The strong B0 inhomogeneities away from the center of the bore resulted in image distortions in the MRF images as well as in the matched parameter maps. These effects were corrected by incorporating an MRF-estimated ΔB0 map in a model-based reconstruction [39]. The maximal difference of 105 Hz between the MRF and TSE-based B0 map was potentially introduced by the difference in acquisition sequences used (gradient-echo vs spin-echo) or a temperature drift during and in between either of the scans. The remaining reduced signal area at the left side of the calf in Online Resource 3 is likely a result of (through-plane) intra-voxel dephasing, as shown also in Fig. 7, for which the current model-based reconstruction algorithm does not correct. Future work could correct for in-plane and through-plane dephasing by incorporating a higher resolution ΔB0 map into the reconstruction model, either by directly reconstructing the images on a higher resolution, or by including multiple ΔB0 frequencies for each voxel in the encoding matrix [48, 49]. It should also be further investigated whether linear field drift correction, as performed in Online Resource 7, improves the accuracy of the MRF parameter maps sufficiently in all in vivo scans, where field drift may not always be approximately linear.

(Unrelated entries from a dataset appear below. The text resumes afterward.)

//! Bot client configuration from the environment.

use std::env;
use std::time::Duration;

use vet_advice_core::config::ConfigError;

pub const SERVICE_URL_VAR: &str = "VET_BOT_SERVICE_URL";
pub const TIMEOUT_VAR: &str = "VET_BOT_TIMEOUT_SECS";

pub const DEFAULT_SERVICE_URL: &str = "http://localhost:3001";
pub const DEFAULT_TIMEOUT: Duration = Duration::from_secs(30);

#[derive(Debug, Clone, PartialEq, Eq)]
pub struct BotConfig {
    /// Service root; API paths are resolved under `{base_url}/api/v1`
    pub base_url: String,
    /// Connect, read and write timeout for each request
    pub timeout: Duration,
}

impl Default for BotConfig {
    fn default() -> Self {
        Self {
            base_url: DEFAULT_SERVICE_URL.into(),
            timeout: DEFAULT_TIMEOUT,
        }
    }
}

impl BotConfig {
    /// Load from process environment, reading a `.env` file first if present.
    pub fn from_env() -> Result<Self, ConfigError> {
        dotenvy::dotenv().ok();
        Self::from_vars(|name| env::var(name).ok())
    }

    /// Load from an arbitrary variable source. Blank values count as unset.
    pub fn from_vars<F>(lookup: F) -> Result<Self, ConfigError>
    where
        F: Fn(&str) -> Option<String>,
    {
        let get = |name: &str| lookup(name).filter(|v| !v.trim().is_empty());

        let base_url = get(SERVICE_URL_VAR)
            .map(|url| url.trim().trim_end_matches('/').to_string())
            .unwrap_or_else(|| DEFAULT_SERVICE_URL.into());

        let timeout = match get(TIMEOUT_VAR) {
            Some(value) => value
                .trim()
                .parse::<u64>()
                .map(Duration::from_secs)
                .map_err(|_| ConfigError::InvalidDuration {
                    var: TIMEOUT_VAR,
                    value,
                })?,
            None => DEFAULT_TIMEOUT,
        };

        Ok(Self { base_url, timeout })
    }
}

#[cfg(test)]
mod tests {
    use super::*;

    #[test]
    fn test_defaults() {
        let config = BotConfig::from_vars(|_| None).unwrap();
        assert_eq!(config, BotConfig::default());
        assert_eq!(config.base_url, "http://localhost:3001");
        assert_eq!(config.timeout, Duration::from_secs(30));
    }

    #[test]
    fn test_reads_vars() {
        let config = BotConfig::from_vars(|name| match name {
            SERVICE_URL_VAR => Some("https://bot.example.lv/".into()),
            TIMEOUT_VAR => Some("5".into()),
            _ => None,
        })
        .unwrap();
        assert_eq!(config.base_url, "https://bot.example.lv");
        assert_eq!(config.timeout, Duration::from_secs(5));
    }

    #[test]
    fn test_invalid_timeout() {
        let err = BotConfig::from_vars(|name| (name == TIMEOUT_VAR).then(|| "soon".into()))
            .unwrap_err();
        assert_eq!(
            err,
            ConfigError::InvalidDuration {
                var: TIMEOUT_VAR,
                value: "soon".into()
            }
        );
    }
}
//! Query analysis: language detection and symptom extraction.
//!
//! Pipeline: Language Detection → Keyword Extraction → Urgency → Category

mod language;
mod symptoms;

pub use language::*;
pub use symptoms::*;

use crate::models::{Language, SymptomAnalysis};

/// Coordinates the detector and extractor for one query.
#[derive(Default)]
pub struct SymptomAnalyzer {
    detector: LanguageDetector,
    extractor: SymptomExtractor,
}

impl SymptomAnalyzer {
    pub fn new() -> Self {
        Self::default()
    }

    /// Analyze text in a known language.
    pub fn analyze(&self, text: &str, language: Language) -> SymptomAnalysis {
        let symptoms = self.extractor.extract(text, language);
        let urgency = assess_urgency(&symptoms);
        let category = categorize(&symptoms);

        tracing::debug!(
            language = %language,
            symptoms = symptoms.len(),
            urgency = urgency.as_str(),
            category = category.as_str(),
            "analyzed query"
        );

        SymptomAnalysis {
            symptoms,
            urgency,
            category,
        }
    }

    /// Detect the language, then analyze.
    pub fn analyze_auto(&self, text: &str) -> (Language, SymptomAnalysis) {
        let language = self.detector.detect(text);
        (language, self.analyze(text, language))
    }

    /// Get the detector for direct access.
    pub fn detector(&self) -> &LanguageDetector {
        &self.detector
    }

    /// Get the extractor for direct access.
    pub fn extractor(&self) -> &SymptomExtractor {
        &self.extractor
    }

    /// Mutable extractor access for registering keywords.
    pub fn extractor_mut(&mut self) -> &mut SymptomExtractor {
        &mut self.extractor
    }
}

#[cfg(test)]
mod tests {
    use super::*;
    use crate::models::{SymptomCategory, SymptomTag, Urgency};

    #[test]
    fn test_analyze_mixed_symptoms() {
        let analyzer = SymptomAnalyzer::new();
        let analysis = analyzer.analyze("My dog is itching and vomiting", Language::En);

        assert_eq!(analysis.symptoms, vec![SymptomTag::Vomiting, SymptomTag::Itching]);
        assert_eq!(analysis.urgency, Urgency::Emergency);
        assert_eq!(analysis.category, SymptomCategory::Skin);
    }

    #[test]
    fn test_analyze_nothing_recognised() {
        let analyzer = SymptomAnalyzer::new();
        let analysis = analyzer.analyze("sveiki", Language::Lv);

        assert!(analysis.is_empty());
        assert_eq!(analysis.urgency, Urgency::Low);
        assert_eq!(analysis.category, SymptomCategory::General);
    }

    #[test]
    fn test_analyze_auto_detects_russian() {
        let analyzer = SymptomAnalyzer::new();
        let (language, analysis) = analyzer.analyze_auto("Моя кошка кашляет");

        assert_eq!(language, Language::Ru);
        assert_eq!(analysis.symptoms, vec![SymptomTag::Coughing]);
        assert_eq!(analysis.category, SymptomCategory::Respiratory);
        assert_eq!(analysis.urgency, Urgency::Medium);
    }
}
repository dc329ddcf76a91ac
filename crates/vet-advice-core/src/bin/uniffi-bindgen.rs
fn main() {
    uniffi::uniffi_bindgen_main()
}
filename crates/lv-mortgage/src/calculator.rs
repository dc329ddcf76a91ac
//! Fixed-rate annuity mortgage math.

use serde::{Deserialize, Serialize};

use crate::bank::{Bank, BankRegistry, LoanProduct};
use crate::error::{MortgageError, MortgageResult};

/// Largest share of income that may go to debt service.
pub const MAX_DEBT_TO_INCOME: f64 = 0.4;

/// Reference annual rate (percent) for affordability estimates.
pub const REFERENCE_RATE: f64 = 4.3;

/// Reference term for affordability estimates.
pub const REFERENCE_TERM_YEARS: u32 = 25;

/// Loan share of the price assumed when recommending a price (20% down).
pub const REFERENCE_LOAN_TO_VALUE: f64 = 0.8;

/// One bank's offer for a given price, down payment and term.
#[derive(Debug, Clone, PartialEq, Serialize, Deserialize)]
pub struct MortgageCalculation {
    pub bank_id: String,
    pub bank_name: String,
    pub loan_amount: f64,
    /// Annuity payment without the fee
    pub base_monthly_payment: f64,
    /// Annuity payment plus the fee spread evenly over all payments
    pub monthly_payment: f64,
    /// Sum of all payments plus the fee
    pub total_amount: f64,
    /// Interest plus fee
    pub total_interest: f64,
    pub processing_fee: f64,
    pub down_payment: f64,
    /// Percent
    pub loan_to_value: f64,
    pub term_years: u32,
    /// Annual rate in percent
    pub interest_rate: f64,
}

/// Income-based borrowing limits.
#[derive(Debug, Clone, Copy, PartialEq, Serialize, Deserialize)]
pub struct Affordability {
    pub max_monthly_payment: f64,
    pub max_loan_amount: f64,
    pub recommended_price: f64,
    /// Percent of income including existing debts
    pub debt_to_income_ratio: f64,
}

/// Monthly payment of a fixed-rate annuity loan.
///
/// `annual_rate` is in percent. A zero rate repays the principal evenly.
pub fn annuity_payment(principal: f64, annual_rate: f64, payments: u32) -> f64 {
    let n = f64::from(payments);
    let r = annual_rate / 100.0 / 12.0;
    if r == 0.0 {
        return principal / n;
    }
    let growth = (1.0 + r).powf(n);
    principal * (r * growth) / (growth - 1.0)
}

/// Principal that a monthly payment can service; inverse of [`annuity_payment`].
pub fn annuity_principal(payment: f64, annual_rate: f64, payments: u32) -> f64 {
    let n = f64::from(payments);
    let r = annual_rate / 100.0 / 12.0;
    if r == 0.0 {
        return payment * n;
    }
    let growth = (1.0 + r).powf(n);
    payment * (growth - 1.0) / (r * growth)
}

fn validate(price: f64, down_payment_pct: f64, term_years: u32) -> MortgageResult<()> {
    if !price.is_finite() || price <= 0.0 {
        return Err(MortgageError::InvalidInput(format!(
            "property price must be positive, got {}",
            price
        )));
    }
    if !(0.0..=100.0).contains(&down_payment_pct) {
        return Err(MortgageError::InvalidInput(format!(
            "down payment must be between 0 and 100 percent, got {}",
            down_payment_pct
        )));
    }
    if term_years == 0 {
        return Err(MortgageError::InvalidInput(
            "loan term must be at least one year".into(),
        ));
    }
    Ok(())
}

/// Offer from one bank, after checking its limits.
///
/// Checks run in order: inputs, loan above the bank maximum, down payment
/// below the bank minimum, term above the bank maximum.
pub fn calculate_for_bank(
    bank: &Bank,
    price: f64,
    down_payment_pct: f64,
    term_years: u32,
) -> MortgageResult<MortgageCalculation> {
    validate(price, down_payment_pct, term_years)?;

    let down_payment = price * down_payment_pct / 100.0;
    let loan_amount = price - down_payment;

    if loan_amount > bank.max_loan_amount {
        return Err(MortgageError::LoanExceedsLimit {
            bank: bank.name.clone(),
            loan: loan_amount,
            max: bank.max_loan_amount,
        });
    }
    if down_payment_pct < bank.min_down_payment {
        return Err(MortgageError::DownPaymentTooLow {
            bank: bank.name.clone(),
            min_pct: bank.min_down_payment,
        });
    }
    if term_years > bank.max_loan_term_years {
        return Err(MortgageError::TermTooLong {
            bank: bank.name.clone(),
            max_years: bank.max_loan_term_years,
        });
    }

    let rate = bank.interest_rates.rate(LoanProduct::Mortgage);
    let payments = term_years * 12;
    let n = f64::from(payments);

    let base_monthly_payment = annuity_payment(loan_amount, rate, payments);
    let processing_fee = loan_amount * bank.processing_fee / 100.0;
    let repaid = base_monthly_payment * n;

    Ok(MortgageCalculation {
        bank_id: bank.id.clone(),
        bank_name: bank.name.clone(),
        loan_amount,
        base_monthly_payment,
        monthly_payment: base_monthly_payment + processing_fee / n,
        total_amount: repaid + processing_fee,
        total_interest: repaid - loan_amount + processing_fee,
        processing_fee,
        down_payment,
        loan_to_value: loan_amount / price * 100.0,
        term_years,
        interest_rate: rate,
    })
}

impl BankRegistry {
    /// Offer from the bank with the given id.
    pub fn calculate_mortgage(
        &self,
        price: f64,
        down_payment_pct: f64,
        term_years: u32,
        bank_id: &str,
    ) -> MortgageResult<MortgageCalculation> {
        let bank = self.require(bank_id)?;
        calculate_for_bank(bank, price, down_payment_pct, term_years)
    }

    /// Offers from every bank that accepts the terms, cheapest total first.
    ///
    /// Banks that reject the terms are logged and skipped.
    pub fn compare_all_banks(
        &self,
        price: f64,
        down_payment_pct: f64,
        term_years: u32,
    ) -> Vec<MortgageCalculation> {
        let mut offers: Vec<MortgageCalculation> = self
            .all()
            .iter()
            .filter_map(
                |bank| match calculate_for_bank(bank, price, down_payment_pct, term_years) {
                    Ok(offer) => Some(offer),
                    Err(e) => {
                        tracing::warn!(bank = %bank.id, reason = %e, "skipping bank");
                        None
                    }
                },
            )
            .collect();

        offers.sort_by(|a, b| a.total_amount.total_cmp(&b.total_amount));
        offers
    }
}

/// Borrowing limits for a monthly net income and existing monthly debts.
///
/// Payments are capped at 40% of income minus existing debts (never below
/// zero), priced at 4.3% over 25 years, with 20% down.
pub fn calculate_affordability(
    monthly_income: f64,
    existing_debts: f64,
) -> MortgageResult<Affordability> {
    if !monthly_income.is_finite() || monthly_income <= 0.0 {
        return Err(MortgageError::InvalidInput(format!(
            "monthly income must be positive, got {}",
            monthly_income
        )));
    }
    if !existing_debts.is_finite() || existing_debts < 0.0 {
        return Err(MortgageError::InvalidInput(format!(
            "existing debts cannot be negative, got {}",
            existing_debts
        )));
    }

    let max_monthly_payment = (monthly_income * MAX_DEBT_TO_INCOME - existing_debts).max(0.0);
    let max_loan_amount = annuity_principal(
        max_monthly_payment,
        REFERENCE_RATE,
        REFERENCE_TERM_YEARS * 12,
    );

    Ok(Affordability {
        max_monthly_payment,
        max_loan_amount,
        recommended_price: max_loan_amount / REFERENCE_LOAN_TO_VALUE,
        debt_to_income_ratio: (existing_debts + max_monthly_payment) / monthly_income * 100.0,
    })
}
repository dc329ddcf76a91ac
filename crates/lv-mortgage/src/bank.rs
//! Latvian banks and their lending terms.

use serde::{Deserialize, Serialize};

use crate::error::{MortgageError, MortgageResult};

/// Loan product whose rate is looked up.
#[derive(Debug, Clone, Copy, PartialEq, Eq, Hash, Serialize, Deserialize)]
#[serde(rename_all = "snake_case")]
pub enum LoanProduct {
    Mortgage,
    Consumer,
    Business,
}

/// Annual nominal rates in percent.
#[derive(Debug, Clone, Copy, PartialEq, Serialize, Deserialize)]
pub struct InterestRates {
    pub mortgage: f64,
    pub consumer: f64,
    pub business: f64,
}

impl InterestRates {
    pub fn rate(&self, product: LoanProduct) -> f64 {
        match product {
            LoanProduct::Mortgage => self.mortgage,
            LoanProduct::Consumer => self.consumer,
            LoanProduct::Business => self.business,
        }
    }
}

/// A lender and its limits.
#[derive(Debug, Clone, PartialEq, Serialize, Deserialize)]
pub struct Bank {
    pub id: String,
    pub name: String,
    pub interest_rates: InterestRates,
    /// Largest loan in EUR
    pub max_loan_amount: f64,
    /// Smallest down payment, percent of price
    pub min_down_payment: f64,
    pub max_loan_term_years: u32,
    /// One-time fee, percent of the loan
    pub processing_fee: f64,
}

/// The configured set of banks, in presentation order.
#[derive(Debug, Clone, PartialEq)]
pub struct BankRegistry {
    banks: Vec<Bank>,
}

fn bank(
    id: &str,
    name: &str,
    rates: (f64, f64, f64),
    max_loan_amount: f64,
    min_down_payment: f64,
    max_loan_term_years: u32,
    processing_fee: f64,
) -> Bank {
    Bank {
        id: id.into(),
        name: name.into(),
        interest_rates: InterestRates {
            mortgage: rates.0,
            consumer: rates.1,
            business: rates.2,
        },
        max_loan_amount,
        min_down_payment,
        max_loan_term_years,
        processing_fee,
    }
}

impl BankRegistry {
    pub fn new(banks: Vec<Bank>) -> Self {
        Self { banks }
    }

    /// The five major Latvian lenders.
    pub fn latvian() -> Self {
        Self::new(vec![
            bank("swedbank", "Swedbank", (4.2, 8.5, 5.8), 500_000.0, 15.0, 30, 0.5),
            bank("seb", "SEB Banka", (4.1, 8.3, 5.6), 600_000.0, 15.0, 30, 0.4),
            bank("luminor", "Luminor Bank", (4.3, 8.7, 6.0), 450_000.0, 20.0, 25, 0.6),
            bank("citadele", "Citadele Banka", (4.5, 9.0, 6.2), 400_000.0, 20.0, 30, 0.7),
            bank("rietumu", "Rietumu Banka", (4.8, 9.5, 6.8), 350_000.0, 25.0, 25, 0.8),
        ])
    }

    pub fn all(&self) -> &[Bank] {
        &self.banks
    }

    pub fn get(&self, id: &str) -> Option<&Bank> {
        self.banks.iter().find(|b| b.id == id)
    }

    pub(crate) fn require(&self, id: &str) -> MortgageResult<&Bank> {
        self.get(id)
            .ok_or_else(|| MortgageError::UnknownBank(id.to_string()))
    }
}

impl Default for BankRegistry {
    fn default() -> Self {
        Self::latvian()
    }
}
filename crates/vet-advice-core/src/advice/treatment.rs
//! Category-driven treatment recommendations.

use std::collections::HashMap;

use super::templates::{category_texts, digestive_diet, when_to_see_vet};
use crate::models::{
    Language, PetSpecies, SymptomAnalysis, SymptomCategory, TreatmentRecommendation,
};

/// Per-category suggestion strategy.
pub trait CategoryHandler: Send + Sync {
    /// Catalog ids to suggest for a species.
    fn medicines(&self, species: PetSpecies) -> Vec<String>;

    /// Feeding advice in the given language.
    fn dietary_advice(&self, _language: Language) -> Vec<String> {
        Vec::new()
    }
}

/// Suggests a fixed list of medicines when the species is one of `species`.
#[derive(Debug, Clone)]
pub struct SpeciesMedicines {
    pub species: &'static [PetSpecies],
    pub medicine_ids: &'static [&'static str],
}

impl CategoryHandler for SpeciesMedicines {
    fn medicines(&self, species: PetSpecies) -> Vec<String> {
        if self.species.contains(&species) {
            self.medicine_ids.iter().map(|id| id.to_string()).collect()
        } else {
            Vec::new()
        }
    }
}

struct Skin;

impl CategoryHandler for Skin {
    fn medicines(&self, species: PetSpecies) -> Vec<String> {
        SpeciesMedicines {
            species: &[PetSpecies::Dog, PetSpecies::Cat],
            medicine_ids: &["chlorhexidine-shampoo", "hydrocortisone-cream"],
        }
        .medicines(species)
    }
}

struct Digestive;

impl CategoryHandler for Digestive {
    fn medicines(&self, species: PetSpecies) -> Vec<String> {
        SpeciesMedicines {
            species: &[PetSpecies::Dog, PetSpecies::Cat],
            medicine_ids: &["omeprazole", "probiotics-paste"],
        }
        .medicines(species)
    }

    fn dietary_advice(&self, language: Language) -> Vec<String> {
        digestive_diet(language).iter().map(|s| s.to_string()).collect()
    }
}

struct Respiratory;

impl CategoryHandler for Respiratory {
    fn medicines(&self, species: PetSpecies) -> Vec<String> {
        SpeciesMedicines {
            species: &[PetSpecies::Bird],
            medicine_ids: &["vitamin-a"],
        }
        .medicines(species)
    }
}

/// Builds a [`TreatmentRecommendation`] from an analysis.
///
/// Localized texts come from the category templates; medicine and diet
/// suggestions come from the handler registered for the category.
/// Categories without a handler suggest nothing.
pub struct TreatmentBuilder {
    handlers: HashMap<SymptomCategory, Box<dyn CategoryHandler>>,
}

impl Default for TreatmentBuilder {
    fn default() -> Self {
        Self::new()
    }
}

impl TreatmentBuilder {
    /// Builder with the default handlers (skin, digestive, respiratory).
    pub fn new() -> Self {
        let mut handlers: HashMap<SymptomCategory, Box<dyn CategoryHandler>> = HashMap::new();
        handlers.insert(SymptomCategory::Skin, Box::new(Skin));
        handlers.insert(SymptomCategory::Digestive, Box::new(Digestive));
        handlers.insert(SymptomCategory::Respiratory, Box::new(Respiratory));
        Self { handlers }
    }

    /// Builder with no handlers.
    pub fn empty() -> Self {
        Self {
            handlers: HashMap::new(),
        }
    }

    /// Register or replace the handler for a category.
    pub fn set_handler(&mut self, category: SymptomCategory, handler: Box<dyn CategoryHandler>) {
        self.handlers.insert(category, handler);
    }

    pub fn build(
        &self,
        _query: &str,
        species: PetSpecies,
        analysis: &SymptomAnalysis,
        language: Language,
    ) -> TreatmentRecommendation {
        let category = analysis.category;
        let texts = category_texts(language, category);
        let handler = self.handlers.get(&category);

        TreatmentRecommendation {
            category,
            assessment: texts.assessment.to_string(),
            possible_causes: texts.causes.iter().map(|s| s.to_string()).collect(),
            recommendations: texts.recommendations.iter().map(|s| s.to_string()).collect(),
            suggested_medicine_ids: handler.map(|h| h.medicines(species)).unwrap_or_default(),
            dietary_advice: handler
                .map(|h| h.dietary_advice(language))
                .unwrap_or_default(),
            when_to_see_vet: when_to_see_vet(language, analysis.urgency).to_string(),
            urgency: analysis.urgency,
        }
    }
}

In conclusion, volumetric MRF parameter maps using a spoiled SSFP sequence have been acquired on a 50 mT permanent magnet system in a scan time of 13 min. While the effective resolution of the acquired maps (~ 2.5 mm) is reduced compared to conventional data acquisition methods (IR/MESE) at low field and compared to MRF at high field, sufficient resolution to delineate major anatomical structures is still achieved. The MRF parameter maps were slightly overestimated with respect to T1, but severely overestimated with respect to T2. Improved hardware components (transmit-receive switch), the use of higher maximum flip angles or other MRF encoding approaches, and field drift correction can be impacting factors. Further work will help to understand and to control the remaining discrepancy and the reproducibility challenge, which are needed for MRF to become a practical operating sequence on very low-field point-of-care MRI systems in the future.